Some states are seeing a significant decrease in the amount of opioids received by injured workers, according to a new study. Reductions between 20 percent and 31 percent were seen in Maryland, Massachusetts, Michigan, Oklahoma, North Carolina, and Texas.
The study, by the Workers Compensation Research Institute, looked at 337,000 workers’ compensation claims in 25 states, and the 1.9 million prescriptions linked to those claims. The study compared the amount of opioids prescribed per claim over two 24-month periods. One period ended in March 2012, and the other in March 2014.

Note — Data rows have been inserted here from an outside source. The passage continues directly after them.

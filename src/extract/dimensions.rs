// SPDX-License-Identifier: PMPL-1.0-or-later
// SPDX-FileCopyrightText: 2025 Jonathan D.A. Jewell
//! Spacing, radius, shadow and component-class usage

use crate::config::SpacingConfig;
use crate::error::Result;
use crate::extract::LineIndex;
use regex::Regex;
use serde::{Deserialize, Serialize};
use std::collections::BTreeSet;

/// Tolerance when testing a length against the rhythm or a token
const PX_EPSILON: f64 = 1e-6;

#[derive(Debug, Clone, Copy, PartialEq, Eq, Hash, Serialize, Deserialize)]
#[serde(rename_all = "lowercase")]
pub enum SpacingSource {
    /// `margin`/`padding`/`gap` declarations
    Declaration,
    /// Utility classes such as `p-4` or `space-y-6`
    Utility,
}

#[derive(Debug, Clone, PartialEq)]
pub struct SpacingHit {
    pub value: String,
    pub line: usize,
    pub standard: bool,
    pub source: SpacingSource,
}

/// A property value and the line it sits on
#[derive(Debug, Clone, PartialEq, Eq)]
pub struct ValueHit {
    pub value: String,
    pub line: usize,
}

/// Component classes that appear together in one `class` attribute
#[derive(Debug, Clone, PartialEq, Eq)]
pub struct ComponentHit {
    pub classes: Vec<String>,
    pub line: usize,
}

/// The spacing scale a length is judged against
#[derive(Debug, Clone)]
pub struct SpacingScale {
    rhythm_px: f64,
    root_font_px: f64,
    token_px: Vec<f64>,
    steps: BTreeSet<String>,
}

impl SpacingScale {
    pub fn from_config(config: &SpacingConfig) -> Self {
        let mut scale = Self {
            rhythm_px: config.rhythm_px,
            root_font_px: config.root_font_px,
            token_px: Vec::new(),
            steps: config.scale.keys().cloned().collect(),
        };
        scale.token_px = config
            .scale
            .values()
            .filter_map(|v| scale.length_px(v))
            .collect();
        scale
    }

    /// Convert `12px`, `0.75rem` or `1em` to px. Percentages and bare numbers
    /// have no absolute size.
    pub fn length_px(&self, value: &str) -> Option<f64> {
        let value = value.trim().to_ascii_lowercase();
        let (number, factor) = if let Some(n) = value.strip_suffix("px") {
            (n, 1.0)
        } else if let Some(n) = value.strip_suffix("rem") {
            (n, self.root_font_px)
        } else if let Some(n) = value.strip_suffix("em") {
            (n, self.root_font_px)
        } else {
            return None;
        };
        let number: f64 = number.parse().ok()?;
        Some(number * factor)
    }

    /// On the rhythm grid or equal to a spacing token
    pub fn is_standard_px(&self, px: f64) -> bool {
        let steps = px / self.rhythm_px;
        if (steps - steps.round()).abs() < PX_EPSILON {
            return true;
        }
        self.token_px.iter().any(|t| (t - px).abs() < PX_EPSILON)
    }

    pub fn is_standard_step(&self, step: &str) -> bool {
        self.steps.contains(step)
    }
}

pub struct DimensionPatterns {
    scale: SpacingScale,
    spacing_decl: Regex,
    length: Regex,
    spacing_utility: Regex,
    radius: Regex,
    shadow: Regex,
    class_attribute: Regex,
    component: Regex,
}

impl DimensionPatterns {
    pub fn new(config: &SpacingConfig) -> Result<Self> {
        Ok(Self {
            scale: SpacingScale::from_config(config),
            spacing_decl: Regex::new(
                r"(?i)(?:^|[^-\w])(?:margin|padding|gap|row-gap|column-gap)(?:-(?:top|right|bottom|left|inline|block)(?:-(?:start|end))?)?\s*:\s*([^;}\n]+)",
            )?,
            length: Regex::new(r"(?i)(?:^|[\s,(])(-?[\d.]+(?:px|rem|em|%))")?,
            spacing_utility: Regex::new(
                r"(?:^|[\s:'\x22])-?(?:p[xytrbl]?|m[xytrbl]?|gap(?:-[xy])?|space-[xy])-(\d+(?:\.\d+)?)\b",
            )?,
            radius: Regex::new(r"(?i)border-radius\s*:\s*([^;}\n]+)")?,
            shadow: Regex::new(r"(?i)box-shadow\s*:\s*([^;}\n]+)")?,
            class_attribute: Regex::new(r#"\bclass(?:Name)?\s*=\s*(?:"([^"]*)"|'([^']*)')"#)?,
            component: Regex::new(r"^(?:btn|button|card|bento-card)(?:[-_][\w-]*)?$")?,
        })
    }

    /// Spacing lengths from declarations and utility classes.
    ///
    /// Zero lengths and percentages are not counted.
    pub fn spacing(&self, text: &str) -> Vec<SpacingHit> {
        let lines = LineIndex::new(text);
        let mut hits = Vec::new();

        for caps in self.spacing_decl.captures_iter(text) {
            let Some(value) = caps.get(1) else { continue };
            let line = lines.line_of(value.start());
            for length in self.length.captures_iter(value.as_str()) {
                let raw = length[1].trim_start_matches('-');
                let Some(px) = self.scale.length_px(raw) else {
                    continue;
                };
                if px == 0.0 {
                    continue;
                }
                hits.push(SpacingHit {
                    value: raw.to_string(),
                    line,
                    standard: self.scale.is_standard_px(px),
                    source: SpacingSource::Declaration,
                });
            }
        }

        for caps in self.spacing_utility.captures_iter(text) {
            let Some(step) = caps.get(1) else { continue };
            let Some(whole) = caps.get(0) else { continue };
            let class = whole
                .as_str()
                .trim_start_matches(|c: char| !c.is_ascii_alphabetic() && c != '-');
            hits.push(SpacingHit {
                value: class.to_string(),
                line: lines.line_of(step.start()),
                standard: self.scale.is_standard_step(step.as_str()),
                source: SpacingSource::Utility,
            });
        }

        hits
    }

    pub fn radii(&self, text: &str) -> Vec<ValueHit> {
        value_hits(&self.radius, text)
    }

    pub fn shadows(&self, text: &str) -> Vec<ValueHit> {
        value_hits(&self.shadow, text)
    }

    /// Button and card classes per `class` attribute
    pub fn components(&self, text: &str) -> Vec<ComponentHit> {
        let lines = LineIndex::new(text);
        let mut hits = Vec::new();

        for caps in self.class_attribute.captures_iter(text) {
            let Some(value) = caps.get(1).or_else(|| caps.get(2)) else {
                continue;
            };
            let classes: Vec<String> = value
                .as_str()
                .split_whitespace()
                .filter(|class| self.component.is_match(class))
                .map(str::to_string)
                .collect();
            if !classes.is_empty() {
                hits.push(ComponentHit {
                    classes,
                    line: lines.line_of(value.start()),
                });
            }
        }

        hits
    }
}

fn value_hits(re: &Regex, text: &str) -> Vec<ValueHit> {
    let lines = LineIndex::new(text);
    re.captures_iter(text)
        .filter_map(|caps| {
            let value = caps.get(1)?;
            let trimmed = value
                .as_str()
                .trim()
                .trim_end_matches("!important")
                .trim();
            if trimmed.is_empty() {
                return None;
            }
            Some(ValueHit {
                value: trimmed.to_string(),
                line: lines.line_of(value.start()),
            })
        })
        .collect()
}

The reductions in opioid claims coincided with reforms directed at opioid use, HealthDay reports.
Workers who were off work for more than seven days were most likely to be prescribed opioids. Between 65 percent and 80 percent of these injured workers who were given pain medications received opioids in most states. Injured workers in Louisiana, New York and Pennsylvania were prescribed the highest average amounts of opioids.
Between 1 percent and 9 percent of injured workers were simultaneously prescribed opioids and benzodiazepines, while between 30 percent and 45 percent simultaneously received prescriptions for opioids and muscle relaxants.
“This information should be useful for state officials who wonder if the use of opioids is unusual in their state, payors and managed care companies looking to set priorities for targeting opioid management programs, injured workers and worker advocates looking to understand the extent of the problem in their state, and providers who wonder what the prescribing norms in their state may be and if the state norms are unusual,” Dr. Vennela Thumula, an author of the study, said in a news release.